Start of Material for the task
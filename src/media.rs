use std::ffi::OsString;
use std::path::{Path, PathBuf};
use std::process::Stdio;
use std::sync::Arc;

use async_trait::async_trait;
use chrono::Utc;
use tokio::process::Command;
use tracing::{debug, info, warn};
use uuid::Uuid;

use crate::config::MediaConfig;
use crate::error::{DownloadError, ResolveError};
use crate::platform::{FileLocator, MediaKind, MediaRef};

/// How much downloader stderr to keep in an error
const STDERR_TAIL_CHARS: usize = 500;

/// A file on disk owned by one relay step; removed when dropped together
/// with any downloader leftovers sharing its stem (`.part`, `.ytdl`, `.fNNN.*`).
#[derive(Debug)]
pub struct DownloadedFile {
    path: PathBuf,
}

impl DownloadedFile {
    fn new(path: PathBuf) -> Self {
        Self { path }
    }

    pub fn path(&self) -> &Path {
        &self.path
    }
}

fn remove_quietly(path: &Path) {
    match std::fs::remove_file(path) {
        Ok(()) => debug!("Removed {}", path.display()),
        Err(e) if e.kind() == std::io::ErrorKind::NotFound => {}
        Err(e) => warn!("Failed to remove {}: {}", path.display(), e),
    }
}

impl Drop for DownloadedFile {
    fn drop(&mut self) {
        remove_quietly(&self.path);

        let (Some(dir), Some(stem)) = (self.path.parent(), self.path.file_stem()) else {
            return;
        };
        let prefix = format!("{}.", stem.to_string_lossy());
        let entries = match std::fs::read_dir(dir) {
            Ok(entries) => entries,
            Err(e) => {
                warn!("Failed to scan {} for leftovers: {}", dir.display(), e);
                return;
            }
        };
        for entry in entries.flatten() {
            if entry.file_name().to_string_lossy().starts_with(&prefix) {
                remove_quietly(&entry.path());
            }
        }
    }
}

#[derive(Debug)]
pub struct ResolvedMedia {
    pub kind: MediaKind,
    pub download_url: String,
    /// Present only for a video that was downloaded
    pub local_file: Option<DownloadedFile>,
}

/// Materializes a remote video stream into a local file
#[async_trait]
pub trait VideoDownloader: Send + Sync {
    async fn download(&self, url: &str, dest: &Path) -> Result<(), DownloadError>;
}

/// Runs the yt-dlp executable
pub struct YtDlp {
    program: PathBuf,
    format: String,
}

impl YtDlp {
    pub fn new(config: &MediaConfig) -> Self {
        Self {
            program: config.downloader.clone(),
            format: config.format.clone(),
        }
    }

    fn args(&self, url: &str, dest: &Path) -> Vec<OsString> {
        vec![
            "--quiet".into(),
            "--no-warnings".into(),
            "--no-playlist".into(),
            "--no-part".into(),
            "-f".into(),
            self.format.clone().into(),
            "--merge-output-format".into(),
            "mp4".into(),
            "-o".into(),
            dest.as_os_str().to_owned(),
            url.into(),
        ]
    }
}

#[async_trait]
impl VideoDownloader for YtDlp {
    async fn download(&self, url: &str, dest: &Path) -> Result<(), DownloadError> {
        let output = Command::new(&self.program)
            .args(self.args(url, dest))
            .stdin(Stdio::null())
            .kill_on_drop(true)
            .output()
            .await
            .map_err(DownloadError::Spawn)?;

        if output.status.success() {
            return Ok(());
        }

        // The URL embeds the source bot token; keep it out of logs.
        let stderr = String::from_utf8_lossy(&output.stderr).replace(url, "<media url>");
        let skip = stderr.chars().count().saturating_sub(STDERR_TAIL_CHARS);
        Err(DownloadError::Failed {
            status: output.status.to_string(),
            stderr: stderr.chars().skip(skip).collect::<String>().trim().to_string(),
        })
    }
}

/// Turns media handles into URLs and, for video, local files
pub struct MediaResolver {
    locator: Arc<dyn FileLocator>,
    downloader: Arc<dyn VideoDownloader>,
    download_dir: PathBuf,
}

impl MediaResolver {
    pub fn new(
        locator: Arc<dyn FileLocator>,
        downloader: Arc<dyn VideoDownloader>,
        download_dir: PathBuf,
    ) -> Self {
        Self {
            locator,
            downloader,
            download_dir,
        }
    }

    /// Unique per call, so concurrent or back-to-back downloads never collide
    fn allocate_path(&self) -> PathBuf {
        let name = format!(
            "relay-{}-{}.mp4",
            Utc::now().format("%Y%m%dT%H%M%S%.3f"),
            Uuid::new_v4().simple()
        );
        self.download_dir.join(name)
    }

    pub async fn resolve(&self, media: &MediaRef) -> Result<ResolvedMedia, ResolveError> {
        let download_url = self.locator.download_url(&media.file_id).await?;

        match media.kind {
            MediaKind::Photo => Ok(ResolvedMedia {
                kind: media.kind,
                download_url,
                local_file: None,
            }),
            MediaKind::Video => {
                // Guard first so a partial download is cleaned up on failure
                let file = DownloadedFile::new(self.allocate_path());
                self.downloader.download(&download_url, file.path()).await?;
                if !file.path().exists() {
                    return Err(DownloadError::MissingOutput(file.path().to_path_buf()).into());
                }
                info!("Downloaded video to {}", file.path().display());
                Ok(ResolvedMedia {
                    kind: media.kind,
                    download_url,
                    local_file: Some(file),
                })
            }
        }
    }
}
End of Material for the task
Problem: Line count for the string "MediaResolver": tally the lines of the records above that contain it and give only the result.

Final answer: 2